* **Task requirements**
Scan the entries for "QueueHandle". Every line that holds it is to be copied.

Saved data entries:
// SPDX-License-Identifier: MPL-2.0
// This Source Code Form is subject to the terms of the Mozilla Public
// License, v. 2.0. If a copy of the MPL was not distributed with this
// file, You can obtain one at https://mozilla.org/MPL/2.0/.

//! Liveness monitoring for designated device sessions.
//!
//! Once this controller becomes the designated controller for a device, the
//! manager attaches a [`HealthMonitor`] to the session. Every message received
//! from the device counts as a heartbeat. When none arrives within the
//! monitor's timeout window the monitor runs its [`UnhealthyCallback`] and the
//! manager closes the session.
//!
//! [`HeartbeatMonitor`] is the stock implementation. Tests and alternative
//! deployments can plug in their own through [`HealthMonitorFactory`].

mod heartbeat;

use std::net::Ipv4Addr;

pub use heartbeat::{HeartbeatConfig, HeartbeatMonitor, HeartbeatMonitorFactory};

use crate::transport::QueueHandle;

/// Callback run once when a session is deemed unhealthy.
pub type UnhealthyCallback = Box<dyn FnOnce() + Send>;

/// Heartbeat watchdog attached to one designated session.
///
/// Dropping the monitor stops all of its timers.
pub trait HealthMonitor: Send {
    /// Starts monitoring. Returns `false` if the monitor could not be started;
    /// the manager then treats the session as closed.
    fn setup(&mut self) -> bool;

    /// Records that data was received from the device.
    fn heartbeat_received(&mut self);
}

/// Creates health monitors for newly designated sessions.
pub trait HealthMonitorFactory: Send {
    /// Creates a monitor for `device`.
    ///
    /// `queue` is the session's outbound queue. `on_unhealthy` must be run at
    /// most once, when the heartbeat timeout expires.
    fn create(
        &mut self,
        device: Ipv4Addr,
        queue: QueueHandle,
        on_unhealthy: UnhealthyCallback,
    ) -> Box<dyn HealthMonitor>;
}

...

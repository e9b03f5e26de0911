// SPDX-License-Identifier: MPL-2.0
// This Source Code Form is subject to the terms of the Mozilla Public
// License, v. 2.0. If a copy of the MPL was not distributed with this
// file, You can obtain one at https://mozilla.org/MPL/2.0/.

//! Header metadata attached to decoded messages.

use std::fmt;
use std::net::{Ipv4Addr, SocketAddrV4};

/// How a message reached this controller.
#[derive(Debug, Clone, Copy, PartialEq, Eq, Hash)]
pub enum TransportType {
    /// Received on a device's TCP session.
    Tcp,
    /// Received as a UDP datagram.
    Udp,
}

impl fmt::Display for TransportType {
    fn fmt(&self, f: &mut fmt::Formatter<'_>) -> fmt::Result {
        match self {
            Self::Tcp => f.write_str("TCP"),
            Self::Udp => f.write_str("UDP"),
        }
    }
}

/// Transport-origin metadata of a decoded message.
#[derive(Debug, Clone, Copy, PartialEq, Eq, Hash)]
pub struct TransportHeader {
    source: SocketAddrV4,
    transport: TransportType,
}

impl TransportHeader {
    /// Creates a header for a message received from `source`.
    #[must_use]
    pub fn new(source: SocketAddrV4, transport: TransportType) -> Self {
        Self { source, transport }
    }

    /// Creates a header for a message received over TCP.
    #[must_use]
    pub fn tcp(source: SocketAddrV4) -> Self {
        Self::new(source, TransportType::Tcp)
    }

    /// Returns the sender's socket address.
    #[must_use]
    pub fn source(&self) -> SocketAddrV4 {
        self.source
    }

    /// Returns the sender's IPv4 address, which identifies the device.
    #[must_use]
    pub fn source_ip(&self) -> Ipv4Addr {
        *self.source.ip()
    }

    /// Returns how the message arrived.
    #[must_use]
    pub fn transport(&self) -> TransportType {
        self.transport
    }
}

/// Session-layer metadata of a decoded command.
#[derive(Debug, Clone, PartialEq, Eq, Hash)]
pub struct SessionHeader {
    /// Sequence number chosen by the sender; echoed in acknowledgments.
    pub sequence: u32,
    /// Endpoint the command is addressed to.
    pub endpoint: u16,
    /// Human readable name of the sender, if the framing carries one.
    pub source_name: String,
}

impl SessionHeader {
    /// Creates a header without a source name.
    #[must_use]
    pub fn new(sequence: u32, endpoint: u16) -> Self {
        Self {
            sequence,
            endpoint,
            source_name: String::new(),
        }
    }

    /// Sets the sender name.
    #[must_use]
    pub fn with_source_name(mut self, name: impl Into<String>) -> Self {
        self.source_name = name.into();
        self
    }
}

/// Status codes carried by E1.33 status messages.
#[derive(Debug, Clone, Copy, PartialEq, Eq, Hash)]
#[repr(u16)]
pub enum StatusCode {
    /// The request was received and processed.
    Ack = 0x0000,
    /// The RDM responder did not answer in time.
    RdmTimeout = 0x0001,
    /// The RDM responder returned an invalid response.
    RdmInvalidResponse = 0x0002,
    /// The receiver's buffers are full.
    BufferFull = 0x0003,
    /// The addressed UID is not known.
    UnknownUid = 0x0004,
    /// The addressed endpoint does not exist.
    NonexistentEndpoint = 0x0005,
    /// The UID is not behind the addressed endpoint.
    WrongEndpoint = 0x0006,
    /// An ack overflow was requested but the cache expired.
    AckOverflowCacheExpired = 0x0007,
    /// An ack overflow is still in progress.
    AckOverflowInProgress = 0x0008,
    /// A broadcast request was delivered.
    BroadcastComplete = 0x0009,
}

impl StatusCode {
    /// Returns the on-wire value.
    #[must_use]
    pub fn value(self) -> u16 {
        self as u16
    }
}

...

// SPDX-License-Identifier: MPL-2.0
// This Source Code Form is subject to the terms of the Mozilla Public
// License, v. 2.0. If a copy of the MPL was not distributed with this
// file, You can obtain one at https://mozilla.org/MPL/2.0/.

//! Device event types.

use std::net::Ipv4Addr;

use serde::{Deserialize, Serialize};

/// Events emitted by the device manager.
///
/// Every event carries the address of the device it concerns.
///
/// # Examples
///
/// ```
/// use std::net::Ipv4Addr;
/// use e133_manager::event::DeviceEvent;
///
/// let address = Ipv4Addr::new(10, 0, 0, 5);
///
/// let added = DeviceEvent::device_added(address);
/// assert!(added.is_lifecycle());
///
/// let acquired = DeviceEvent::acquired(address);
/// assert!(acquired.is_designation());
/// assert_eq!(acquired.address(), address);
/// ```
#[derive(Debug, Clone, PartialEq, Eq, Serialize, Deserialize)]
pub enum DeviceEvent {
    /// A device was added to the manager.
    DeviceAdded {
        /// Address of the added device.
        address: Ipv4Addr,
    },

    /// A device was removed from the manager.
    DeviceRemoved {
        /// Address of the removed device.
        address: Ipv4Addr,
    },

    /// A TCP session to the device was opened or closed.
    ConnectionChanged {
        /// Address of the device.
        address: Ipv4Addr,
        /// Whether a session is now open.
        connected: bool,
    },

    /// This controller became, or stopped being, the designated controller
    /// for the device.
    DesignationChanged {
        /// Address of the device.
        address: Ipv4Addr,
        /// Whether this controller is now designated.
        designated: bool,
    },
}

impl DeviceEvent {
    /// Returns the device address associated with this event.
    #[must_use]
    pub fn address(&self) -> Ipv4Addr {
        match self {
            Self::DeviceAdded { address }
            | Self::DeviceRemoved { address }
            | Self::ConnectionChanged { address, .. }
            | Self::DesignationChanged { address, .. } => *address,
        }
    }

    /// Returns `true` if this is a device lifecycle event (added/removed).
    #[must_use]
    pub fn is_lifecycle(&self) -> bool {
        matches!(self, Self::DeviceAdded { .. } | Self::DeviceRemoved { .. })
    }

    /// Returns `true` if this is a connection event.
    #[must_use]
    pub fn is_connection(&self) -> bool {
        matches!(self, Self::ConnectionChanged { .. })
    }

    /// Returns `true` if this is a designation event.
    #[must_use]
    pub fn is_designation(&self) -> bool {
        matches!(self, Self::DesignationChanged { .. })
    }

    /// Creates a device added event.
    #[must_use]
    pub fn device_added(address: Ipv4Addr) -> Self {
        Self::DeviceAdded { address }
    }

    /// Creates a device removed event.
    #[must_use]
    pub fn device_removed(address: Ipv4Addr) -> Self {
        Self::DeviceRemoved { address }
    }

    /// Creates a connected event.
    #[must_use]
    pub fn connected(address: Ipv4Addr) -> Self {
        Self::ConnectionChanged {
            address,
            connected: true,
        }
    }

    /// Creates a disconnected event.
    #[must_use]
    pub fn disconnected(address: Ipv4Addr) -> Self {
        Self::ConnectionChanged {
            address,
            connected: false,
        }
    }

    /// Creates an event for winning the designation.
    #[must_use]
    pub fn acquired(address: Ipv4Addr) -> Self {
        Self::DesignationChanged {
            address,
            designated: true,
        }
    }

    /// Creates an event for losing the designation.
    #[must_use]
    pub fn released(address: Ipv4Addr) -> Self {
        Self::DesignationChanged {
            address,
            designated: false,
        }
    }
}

* **Answer box**
use crate::transport::QueueHandle;
        queue: QueueHandle,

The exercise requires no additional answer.